Un’altra possibilità è che abbiate un prodotto Huawei: in tal caso, i chipset Kirin sono realizzati dalla sua divisione dedicata HiSilicon. E anche in questo caso, parliamo di uno dei molteplici clienti che si affidano alla produzione fisica di TSMC. Tuttavia, da quando è finita vittima del ban USA, Huawei è stata inserita nella Entity List e con essa anche HiSilicon. Ciò significa che Huawei non può più farsi produrre i chip da TSMC e da tutti i chipmaker che utilizzino tecnologie di derivazione americana. A tal proposito, UNISOC è il principale chipmaker fabless della Cina e si vocifera che possa avere un ruolo importante nella crescita della Cina sul mercato dei chip.
Se ci spostiamo all’universo informatico, le compagnie fabless principali sono AMD, NVIDIA e Broadcom. Vi ho parlato di come AMD avesse criticato il modello di business fab/fabless. Ma fra 2008 e 2009 decise di fare retrofront e, per rimanere competitiva, distaccare la propria divisione dei semiconduttori sotto forma di entità indipendente, cioè la succitata GlobalFoundries.
Chipmaker IDM
In conclusione, seppur non sia più prevalente, è doveroso menzionare la categoria dei chipmaker IDM. L’acronimo sta per Integrated Device Manufacturer, cioè i produttori di chip “alla vecchia maniera”. Mi riferisco al tipo di business con cui è nato questo mercato, ovvero i produttori che si occupano di coprire l’intera filiera produttiva, dall’ideazione alla fabbricazione dei chip. Inoltre, molto spesso la produzione viene utilizzata dalla stessa azienda, senza quindi vendere i chip ad altre compagnie.

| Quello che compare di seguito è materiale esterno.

#![warn(missing_docs)]

//! # interface-bsa
//!
//! Per-residue buried surface area (BSA) at the interface of two protein chains.
//!
//! For every residue with an atom within a distance cutoff of the partner chain,
//! the BSA is the solvent accessible surface area of the residue in its isolated
//! chain minus the area it keeps in the complex. Each value is reported twice:
//! keyed by residue, and keyed by the position of the residue's CB atom (CA for
//! glycine) so that it can be mapped onto a grid.
//!
//! Structures are read with `pdbtbx`, surface areas come from `rust-sasa`, and
//! results can be exported as Polars DataFrames.

pub mod bsa;
pub mod errors;
pub mod export;
mod residues;
pub mod sasa;
pub mod structure;
mod utils;

#[cfg(test)]
mod fixtures;

// Re-export key public types
pub use bsa::{
    anchor_atom_name, AnchorKey, BsaEntry, BsaFeatures, InterfaceBsa, InterfaceStructures,
    InterfaceWarning, DEFAULT_CONTACT_CUTOFF, SPARSE_INTERFACE_THRESHOLD,
};
pub use errors::BsaError;
pub use sasa::{
    element_symbol, ResidueSelection, SasaResult, SasaSettings, ShrakeRupley, SurfaceAreaEngine,
    SurfaceAtom, SurfaceAtomSet,
};
pub use structure::{
    AtomRecord, AtomSelection, AtomTable, ContactResidues, ResidueKey, StructureProvider,
};
pub use utils::{load_model, parse_chain_pair, write_df_to_file, DataFrameFileType};

use pdbtbx::PDB;
use tracing::debug;

/// Calculate the buried surface area of every interface residue between two chains.
///
/// # Arguments
///
/// * `pdb` - Reference to a PDB structure; only the first model is used
/// * `chain_a` - First interface chain (anchor chain index 0)
/// * `chain_b` - Second interface chain (anchor chain index 1)
/// * `cutoff` - Distance cutoff for contact residues (typically 5.5 Å)
/// * `settings` - Settings of the surface area calculation
///
/// # Errors
///
/// [`BsaError::NoInterface`] if no residue is within `cutoff` of the other chain,
/// [`BsaError::MissingAnchorAtom`] if a contact residue lacks its CB (CA for glycine).
///
/// # Example
///
/// ```no_run
/// use interface_bsa::{get_interface_bsa, load_model, SasaSettings};
///
/// let (pdb, _errors) = load_model("path/to/structure.pdb").unwrap();
/// let features = get_interface_bsa(&pdb, "A", "B", 5.5, SasaSettings::default()).unwrap();
/// for entry in features.entries() {
///     println!("{}: {:.2}", entry.residue, entry.bsa);
/// }
/// ```
pub fn get_interface_bsa(
    pdb: &PDB,
    chain_a: &str,
    chain_b: &str,
    cutoff: f64,
    settings: SasaSettings,
) -> Result<BsaFeatures, BsaError> {
    let table = AtomTable::from_pdb(pdb);
    debug!("Loaded {} atoms from the first model", table.len());

    let engine = ShrakeRupley::new(settings);
    InterfaceBsa::new(&table, &engine, chain_a, chain_b)
        .build_structures()?
        .compute_contact_bsa(cutoff)
}

/// Find the residues of two chains that are within `cutoff` Å of each other.
///
/// Residues of `chain_a` come first, each chain sorted by residue number.
pub fn get_contact_residues(
    pdb: &PDB,
    chain_a: &str,
    chain_b: &str,
    cutoff: f64,
) -> Result<Vec<ResidueKey>, BsaError> {
    let table = AtomTable::from_pdb(pdb);
    Ok(table
        .contact_residues(chain_a, chain_b, cutoff)?
        .merged(chain_a, chain_b))
}
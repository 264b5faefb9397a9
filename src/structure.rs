//! Atom records and the structure access contract used by the BSA calculator.

mod table;

pub use table::AtomTable;

use crate::errors::BsaError;
use std::collections::HashMap;
use std::fmt;

/// A single atom as read from a structure.
#[derive(Debug, Clone, PartialEq)]
pub struct AtomRecord {
    /// Atom name, e.g. `CA`
    pub name: String,
    /// Residue name, e.g. `GLY`
    pub resn: String,
    /// Residue number
    pub resi: isize,
    /// Chain identifier
    pub chain: String,
    /// Cartesian coordinates in Å
    pub pos: [f64; 3],
}

impl AtomRecord {
    /// Build a record from its fields.
    pub fn new(name: &str, resn: &str, resi: isize, chain: &str, pos: [f64; 3]) -> Self {
        Self {
            name: name.to_string(),
            resn: resn.to_string(),
            resi,
            chain: chain.to_string(),
            pos,
        }
    }

    /// Key of the residue this atom belongs to.
    pub fn residue_key(&self) -> ResidueKey {
        ResidueKey::new(&self.chain, self.resi, &self.resn)
    }
}

/// Identifies a residue within a chain.
#[derive(Debug, Clone, Hash, PartialEq, Eq, PartialOrd, Ord)]
pub struct ResidueKey {
    /// Chain identifier
    pub chain: String,
    /// Residue number
    pub resi: isize,
    /// Residue name
    pub resn: String,
}

impl ResidueKey {
    /// Key for residue `resn` number `resi` on `chain`.
    pub fn new(chain: &str, resi: isize, resn: &str) -> Self {
        Self {
            chain: chain.to_string(),
            resi,
            resn: resn.to_string(),
        }
    }
}

impl fmt::Display for ResidueKey {
    fn fmt(&self, f: &mut fmt::Formatter) -> fmt::Result {
        write!(f, "{}:{}{}", self.chain, self.resn, self.resi)
    }
}

/// Typed filter over atom records. Unset fields match everything.
#[derive(Debug, Clone, Default, PartialEq)]
pub struct AtomSelection {
    /// Chain identifier
    pub chain: Option<String>,
    /// Residue number
    pub resi: Option<isize>,
    /// Atom name
    pub name: Option<String>,
}

impl AtomSelection {
    /// Selects every atom.
    pub fn all() -> Self {
        Self::default()
    }

    /// Restrict to one chain.
    pub fn chain(mut self, chain: &str) -> Self {
        self.chain = Some(chain.to_string());
        self
    }

    /// Restrict to one residue number.
    pub fn resi(mut self, resi: isize) -> Self {
        self.resi = Some(resi);
        self
    }

    /// Restrict to one atom name.
    pub fn name(mut self, name: &str) -> Self {
        self.name = Some(name.to_string());
        self
    }

    /// Whether `atom` passes every set field.
    pub fn matches(&self, atom: &AtomRecord) -> bool {
        self.chain.as_deref().map_or(true, |c| c == atom.chain)
            && self.resi.map_or(true, |r| r == atom.resi)
            && self.name.as_deref().map_or(true, |n| n == atom.name)
    }
}

/// Contact residues found between two chains, one list per chain label.
///
/// Each list is sorted by residue number and holds a residue at most once.
#[derive(Debug, Clone, Default, PartialEq)]
pub struct ContactResidues {
    by_chain: HashMap<String, Vec<ResidueKey>>,
}

impl ContactResidues {
    /// Wrap per-chain contact lists.
    pub fn new(by_chain: HashMap<String, Vec<ResidueKey>>) -> Self {
        Self { by_chain }
    }

    /// Contact residues of `chain`; empty if the chain has none.
    pub fn chain(&self, chain: &str) -> &[ResidueKey] {
        self.by_chain
            .get(chain)
            .map(Vec::as_slice)
            .unwrap_or_default()
    }

    /// Contacts of `first` followed by contacts of `second`.
    pub fn merged(&self, first: &str, second: &str) -> Vec<ResidueKey> {
        self.chain(first)
            .iter()
            .chain(self.chain(second))
            .cloned()
            .collect()
    }

    /// Total number of contact residues over all chains.
    pub fn len(&self) -> usize {
        self.by_chain.values().map(|v| v.len()).sum()
    }

    /// Whether no chain has a contact residue.
    pub fn is_empty(&self) -> bool {
        self.len() == 0
    }
}

/// Access to the atoms of a structure.
pub trait StructureProvider {
    /// All atoms matching `selection`, in the provider's native order.
    fn atoms(&self, selection: &AtomSelection) -> Result<Vec<AtomRecord>, BsaError>;

    /// Residues of `chain_a` with an atom within `cutoff` Å of `chain_b`, and
    /// vice versa.
    fn contact_residues(
        &self,
        chain_a: &str,
        chain_b: &str,
        cutoff: f64,
    ) -> Result<ContactResidues, BsaError>;
}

In questo gruppo fanno parte colossi storici come IBM, NEC e Texas Instruments. AMD non lo è più da quando è nata GlobalFoundries, mentre Intel è ancora perlopiù un produttore IDM. Fra l’altro, proprio di recente si è parlato di come Intel potrebbe portare le sue fabbriche anche in Italia.
Concludo con il nome più atipico nella categoria IDM: quello di Samsung, alla cui produzione di componenti elettronici deve una grossa fetta dei suoi guadagni. Tolto qualche modello, tutti i suoi smartphone e tablet contengono chip proprietari Exynos. Il primo arrivò nel 2010 con il lancio del Samsung Galaxy S, la cui scheda tecnica era guidata dall’Hummingbird S5PC110. L’S5PC110 venne poi rinominato a posteriori come Exynos 3 Single, ma il primo SoC targato Exynos arrivò l’anno dopo con l’Exynos 4210 Dual che trovavamo a bordo di Samsung Galaxy S2 e Galaxy Note. Un chip a suo modo storico, perché fu il primo che Samsung decise di vendere a un’altra azienda. Forse alcuni di voi se lo ricorderanno, perché l’Exynos 4210 Dual era il SoC a bordo di Meizu MX. La collaborazione con Meizu proseguì fino al 2018, con modelli come MX2, MX3, MX4 Pro, Pro 5, Pro 6, M6s e 15 Plus. Anche vivo ha utilizzato chip come Exynos 880 su Y51s, Y70s e Y70t, Exynos 980 su S6 e X30 e 1080 su X60 e X70, ma parrebbe che Samsung non sia più intenzionata a fornire chip di fascia alta ai propri competitor.